(Stored data)
= = = = = = =
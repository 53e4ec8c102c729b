//! Declarative connection settings, for applications that keep them in a config file.
//!
//! ```json
//! { "backend": "sqlite", "path": "app.db", "translate_placeholders": true, "max_size": 4 }
//! ```
//! ```json
//! { "backend": "postgres", "host": "db", "dbname": "app", "user": "app",
//!   "password_env": "APP_PG_PASSWORD" }
//! ```

use std::time::Duration;

use serde::Deserialize;

use crate::error::SqlRepoError;
use crate::pool::{ConfigAndPool, DEFAULT_CONNECTION_TIMEOUT, DEFAULT_MAX_SIZE};
use crate::types::DatabaseType;

#[derive(Debug, Clone, Deserialize)]
#[serde(tag = "backend", rename_all = "lowercase")]
pub enum RepoConfig {
    #[cfg(feature = "sqlite")]
    Sqlite(SqliteSection),
    #[cfg(feature = "postgres")]
    Postgres(PostgresSection),
}

#[derive(Debug, Clone, Default, Deserialize)]
pub struct PoolSection {
    #[serde(default)]
    pub translate_placeholders: bool,
    pub max_size: Option<u32>,
    pub connection_timeout_ms: Option<u64>,
}

impl PoolSection {
    fn max_size(&self) -> u32 {
        self.max_size.unwrap_or(DEFAULT_MAX_SIZE)
    }

    fn connection_timeout(&self) -> Duration {
        self.connection_timeout_ms
            .map_or(DEFAULT_CONNECTION_TIMEOUT, Duration::from_millis)
    }
}

#[cfg(feature = "sqlite")]
#[derive(Debug, Clone, Deserialize)]
pub struct SqliteSection {
    pub path: String,
    #[serde(flatten)]
    pub pool: PoolSection,
}

#[cfg(feature = "postgres")]
#[derive(Debug, Clone, Deserialize)]
pub struct PostgresSection {
    pub host: String,
    #[serde(default = "default_pg_port")]
    pub port: u16,
    pub dbname: String,
    pub user: String,
    pub password: Option<String>,
    /// Name of an environment variable holding the password; wins over `password`.
    pub password_env: Option<String>,
    #[serde(flatten)]
    pub pool: PoolSection,
}

#[cfg(feature = "postgres")]
fn default_pg_port() -> u16 {
    5432
}

#[cfg(feature = "postgres")]
impl PostgresSection {
    /// Build the driver config, resolving `password_env` if set.
    ///
    /// # Errors
    /// `ConfigError` if `password_env` names a variable that is not set.
    pub fn to_pg_config(&self) -> Result<tokio_postgres::Config, SqlRepoError> {
        let mut cfg = tokio_postgres::Config::new();
        cfg.host(&self.host)
            .port(self.port)
            .dbname(&self.dbname)
            .user(&self.user);
        let password = match &self.password_env {
            Some(var) => Some(std::env::var(var).map_err(|_| {
                SqlRepoError::ConfigError(format!("environment variable {var} is not set"))
            })?),
            None => self.password.clone(),
        };
        if let Some(pw) = password {
            cfg.password(pw);
        }
        Ok(cfg)
    }
}

impl RepoConfig {
    /// Parse a JSON document.
    ///
    /// # Errors
    /// `ConfigError` describing the parse failure.
    pub fn from_json_str(json: &str) -> Result<Self, SqlRepoError> {
        serde_json::from_str(json)
            .map_err(|e| SqlRepoError::ConfigError(format!("invalid repository config: {e}")))
    }

    #[must_use]
    pub fn database_type(&self) -> DatabaseType {
        match self {
            #[cfg(feature = "sqlite")]
            RepoConfig::Sqlite(_) => DatabaseType::Sqlite,
            #[cfg(feature = "postgres")]
            RepoConfig::Postgres(_) => DatabaseType::Postgres,
        }
    }

    /// Create the pool described by this config.
    ///
    /// # Errors
    /// Whatever the backend's `ConfigAndPool` constructor reports.
    pub async fn connect(&self) -> Result<ConfigAndPool, SqlRepoError> {
        match self {
            #[cfg(feature = "sqlite")]
            RepoConfig::Sqlite(section) => {
                ConfigAndPool::sqlite_builder(section.path.clone())
                    .translation(section.pool.translate_placeholders)
                    .max_size(section.pool.max_size())
                    .connection_timeout(section.pool.connection_timeout())
                    .build()
                    .await
            }
            #[cfg(feature = "postgres")]
            RepoConfig::Postgres(section) => {
                ConfigAndPool::postgres_builder(section.to_pg_config()?)
                    .translation(section.pool.translate_placeholders)
                    .max_size(section.pool.max_size())
                    .connection_timeout(section.pool.connection_timeout())
                    .build()
                    .await
            }
        }
    }
}

#[cfg(test)]
mod tests {
    use super::*;

    #[cfg(feature = "sqlite")]
    #[test]
    fn parses_sqlite_section() {
        let cfg = RepoConfig::from_json_str(
            r#"{"backend":"sqlite","path":"app.db","translate_placeholders":true,"max_size":4}"#,
        )
        .unwrap();
        assert_eq!(cfg.database_type(), DatabaseType::Sqlite);
        let RepoConfig::Sqlite(section) = cfg else {
            panic!("expected sqlite section");
        };
        assert_eq!(section.path, "app.db");
        assert!(section.pool.translate_placeholders);
        assert_eq!(section.pool.max_size(), 4);
        assert_eq!(section.pool.connection_timeout(), DEFAULT_CONNECTION_TIMEOUT);
    }

    #[cfg(feature = "postgres")]
    #[test]
    fn parses_postgres_section_with_defaults() {
        let json = serde_json::json!({
            "backend": "postgres",
            "host": "db",
            "dbname": "app",
            "user": "svc",
            "password": "pw",
            "connection_timeout_ms": 250,
        });
        let cfg = RepoConfig::from_json_str(&json.to_string()).unwrap();
        let RepoConfig::Postgres(section) = cfg else {
            panic!("expected postgres section");
        };
        assert_eq!(section.port, 5432);
        assert_eq!(section.pool.connection_timeout(), Duration::from_millis(250));
        let pg = section.to_pg_config().unwrap();
        assert_eq!(pg.get_dbname(), Some("app"));
        assert_eq!(pg.get_user(), Some("svc"));
        assert_eq!(pg.get_password(), Some(&b"pw"[..]));
    }

    #[cfg(feature = "postgres")]
    #[test]
    fn missing_password_env_is_a_config_error() {
        let section = PostgresSection {
            host: "db".into(),
            port: 5432,
            dbname: "app".into(),
            user: "svc".into(),
            password: None,
            password_env: Some("SQL_REPOSITORY_TEST_UNSET_PASSWORD_VAR".into()),
            pool: PoolSection::default(),
        };
        assert!(matches!(
            section.to_pg_config(),
            Err(SqlRepoError::ConfigError(_))
        ));
    }

    #[test]
    fn rejects_unknown_backend() {
        let err = RepoConfig::from_json_str(r#"{"backend":"oracle"}"#).unwrap_err();
        assert!(matches!(err, SqlRepoError::ConfigError(_)));
    }
}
= = = = = = =
#### WHAT YOU HAVE TO DO:
Which lines of the records above contain the word "variable"? Copy each of them.

#### EXERCISE RESPONSE:
    /// Name of an environment variable holding the password; wins over `password`.
    /// `ConfigError` if `password_env` names a variable that is not set.
                SqlRepoError::ConfigError(format!("environment variable {var} is not set"))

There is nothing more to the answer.